The plaintiff was Eva Echeverria, who alleged that she developed ovarian cancer through her use of Johnson & Johnson talc-based baby powder for feminine hygiene, the Associated Press reported.
But on Friday, Los Angeles County Superior Court Judge Maren Nelson granted the company's request for a new trial. There were errors and jury misconduct in the previous trial, there wasn't convincing evidence that Johnson & Johnson acted with malice, and the award for damages was excessive, Nelson ruled.
Even though Eva Echeverria has died, the decision will be appealed, according to her attorney, Mark Robinson Jr.
"We will continue to fight on behalf of all women who have been impacted by this dangerous product," he said in a statement, the AP reported.
Johnson & Johnson has faced hundreds of similar lawsuits and jury awards have totaled hundreds of millions of dollars. In one of those cases, a Missouri appellate court last week threw out a $72 million award to the family of an Alabama woman who died.
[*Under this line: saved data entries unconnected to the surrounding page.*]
// src/vision.rs

use crate::config::VisionSection;
use base64::Engine as _;
use reqwest::Client;
use serde::{Deserialize, Serialize};
use tracing::info;

/// The instruction sent alongside the form image. The JSON template names
/// exactly the fields the validator requires; its single-quoted style is
/// the source of the single-quoted responses the parser repairs.
const EXTRACTION_PROMPT: &str = r#"这是一张报销单，请帮我提取以下信息：报销单号、日期、报销人、部门、费用明细（包含项目名称和金额）。请以JSON格式返回，格式为：{'报销单号':'xxx', '日期':'xxx', '报销人':'xxx', '部门':'xxx', '项目':[{'名称':'xxx', '金额':xxx}], '总金额':xxx}"#;

#[derive(Debug, Serialize)]
struct ChatRequest {
    model: String,
    messages: Vec<ChatMessage>,
}

#[derive(Debug, Serialize)]
struct ChatMessage {
    role: String,
    content: Vec<ContentPart>,
}

#[derive(Debug, Serialize)]
#[serde(tag = "type", rename_all = "snake_case")]
enum ContentPart {
    ImageUrl { image_url: ImageUrl },
    Text { text: String },
}

#[derive(Debug, Serialize)]
struct ImageUrl {
    url: String,
}

#[derive(Debug, Deserialize)]
struct ChatResponse {
    choices: Vec<ChatChoice>,
}

#[derive(Debug, Deserialize)]
struct ChatChoice {
    message: ResponseMessage,
}

#[derive(Debug, Deserialize)]
struct ResponseMessage {
    content: String,
}

/// Client for an OpenAI-compatible vision endpoint (DashScope/Qwen by
/// default). Constructed once at startup and shared by reference.
pub struct VisionClient {
    http: Client,
    base_url: String,
    model: String,
    api_key: String,
}

impl VisionClient {
    /// Resolve the endpoint from config. Fails fast when the API key
    /// environment variable is not set.
    pub fn from_config(section: &VisionSection) -> Result<Self, Box<dyn std::error::Error>> {
        let api_key = std::env::var(&section.api_key_env)
            .map_err(|_| format!("{} env var required for vision backend", section.api_key_env))?;
        info!(
            url = %section.base_url,
            model = %section.model,
            "Using vision API backend"
        );
        Ok(Self {
            http: Client::new(),
            base_url: section.base_url.clone(),
            model: section.model.clone(),
            api_key,
        })
    }

    /// Send one prepared (PNG-encoded) form image to the model and return
    /// the raw response text for the pipeline to interpret.
    pub async fn recognize(&self, image_png: &[u8]) -> Result<String, Box<dyn std::error::Error>> {
        let request = ChatRequest {
            model: self.model.clone(),
            messages: vec![ChatMessage {
                role: "user".to_string(),
                content: vec![
                    ContentPart::ImageUrl {
                        image_url: ImageUrl {
                            url: encode_data_url(image_png),
                        },
                    },
                    ContentPart::Text {
                        text: EXTRACTION_PROMPT.to_string(),
                    },
                ],
            }],
        };

        let url = format!("{}/chat/completions", self.base_url);
        info!(image_bytes = image_png.len(), "Sending form image to vision API");

        let response = self
            .http
            .post(&url)
            .header("Authorization", format!("Bearer {}", self.api_key))
            .json(&request)
            .send()
            .await?;

        if !response.status().is_success() {
            let status = response.status();
            let body = response.text().await.unwrap_or_default();
            return Err(format!("vision API error {status}: {body}").into());
        }

        let chat_response: ChatResponse = response.json().await?;
        let content = chat_response
            .choices
            .into_iter()
            .next()
            .map(|c| c.message.content)
            .ok_or("empty response from vision API")?;

        info!(chars = content.len(), "Vision API response received");
        Ok(content)
    }
}

/// Inline the image as a base64 data URL, the form OpenAI-compatible
/// vision endpoints accept.
fn encode_data_url(image_png: &[u8]) -> String {
    let encoded = base64::engine::general_purpose::STANDARD.encode(image_png);
    format!("data:image/png;base64,{encoded}")
}

#[cfg(test)]
mod tests {
    use super::*;

    #[test]
    fn data_url_has_png_prefix() {
        let url = encode_data_url(&[0x89, b'P', b'N', b'G']);
        assert!(url.starts_with("data:image/png;base64,"));
        assert_eq!(url, "data:image/png;base64,iVBORw==");
    }

    #[test]
    fn prompt_names_every_required_field() {
        for field in ["报销单号", "日期", "报销人", "部门", "项目", "名称", "金额", "总金额"] {
            assert!(EXTRACTION_PROMPT.contains(field), "prompt missing {field}");
        }
    }

    #[test]
    fn request_serializes_with_tagged_parts() {
        let request = ChatRequest {
            model: "qwen-vl-max-latest".into(),
            messages: vec![ChatMessage {
                role: "user".into(),
                content: vec![ContentPart::Text {
                    text: "hello".into(),
                }],
            }],
        };
        let json = serde_json::to_value(&request).unwrap();
        assert_eq!(json["messages"][0]["content"][0]["type"], "text");
        assert_eq!(json["messages"][0]["content"][0]["text"], "hello");
    }
}
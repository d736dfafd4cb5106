// src/pipeline/schema.rs

use serde_json::Value;
use tracing::{debug, warn};

use super::record::coerce_amount;

// Wire field names as the model returns them.
pub(crate) const KEY_DOCUMENT_ID: &str = "报销单号";
pub(crate) const KEY_DATE: &str = "日期";
pub(crate) const KEY_SUBMITTER: &str = "报销人";
pub(crate) const KEY_DEPARTMENT: &str = "部门";
pub(crate) const KEY_LINE_ITEMS: &str = "项目";
pub(crate) const KEY_ITEM_NAME: &str = "名称";
pub(crate) const KEY_ITEM_AMOUNT: &str = "金额";
pub(crate) const KEY_TOTAL_AMOUNT: &str = "总金额";

const REQUIRED_KEYS: [&str; 6] = [
    KEY_DOCUMENT_ID,
    KEY_DATE,
    KEY_SUBMITTER,
    KEY_DEPARTMENT,
    KEY_LINE_ITEMS,
    KEY_TOTAL_AMOUNT,
];

/// Allowed drift between the stated total and the sum of line items when
/// reconciliation is enforced.
const TOTAL_TOLERANCE: f64 = 0.01;

/// Validation knobs, injected by the caller.
#[derive(Debug, Clone, Default)]
pub struct ValidationPolicy {
    /// Require the stated total to match the sum of line-item amounts
    /// within the tolerance. Off by default; the check was switched off
    /// in production and stays off pending product clarification.
    pub enforce_total_reconciliation: bool,
}

/// Check a decoded payload against the required shape.
///
/// Rejects (returns false) rather than erroring: a malformed payload is a
/// business outcome here, not a fault. Diagnostics go to the log.
pub fn validate(payload: &Value, policy: &ValidationPolicy) -> bool {
    let Some(obj) = payload.as_object() else {
        warn!("payload is not a JSON object");
        return false;
    };

    for key in REQUIRED_KEYS {
        if !obj.contains_key(key) {
            warn!(field = key, "missing required field");
            return false;
        }
    }

    let Some(items) = obj[KEY_LINE_ITEMS].as_array() else {
        warn!("line item list is not an array");
        return false;
    };

    for item in items {
        let well_formed = item
            .as_object()
            .is_some_and(|m| m.contains_key(KEY_ITEM_NAME) && m.contains_key(KEY_ITEM_AMOUNT));
        if !well_formed {
            warn!("line item missing name or amount");
            return false;
        }
    }

    if policy.enforce_total_reconciliation && !items.is_empty() {
        if !totals_reconcile(items, &obj[KEY_TOTAL_AMOUNT]) {
            return false;
        }
    }

    debug!("payload passed schema validation");
    true
}

fn totals_reconcile(items: &[Value], stated_total: &Value) -> bool {
    let mut sum = 0.0;
    for item in items {
        match coerce_amount(&item[KEY_ITEM_AMOUNT]) {
            Some(amount) => sum += amount,
            None => {
                warn!("line item amount not numeric, cannot reconcile total");
                return false;
            }
        }
    }
    let Some(total) = coerce_amount(stated_total) else {
        warn!("stated total not numeric, cannot reconcile");
        return false;
    };
    if (sum - total).abs() > TOTAL_TOLERANCE {
        warn!(computed = sum, stated = total, "total does not match sum of line items");
        return false;
    }
    true
}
Citing a Supreme Court decision, the appeals court said the state wasn't the proper jurisdiction for such a case.
Jambalaya Likely Cause of Salmonella Outbreak in Louisiana
Jambalaya sold at a community fundraiser is the suspected cause of a salmonella outbreak in Louisiana that has sickened dozens of people and may have caused one death, officials say.
The jambalaya was sold at an event in Caldwell Parish in northern Louisiana on October 16, the Louisiana Department of Health said in a statement, CNN reported.
As of Oct. 19, there had been 49 confirmed cases of illness among people ages 15-70.
"Health officials believe that at least 300 people were served the suspect jambalaya and are anticipating there will be more reports of illness in the next several days," the health department said. "One death has occurred and an autopsy is occurring to determine if the death was caused by this illness or other causes."
The department said any food bought from the fundraiser, including side dishes that could have come into contact with the jambalaya, should be thrown away, CNN reported.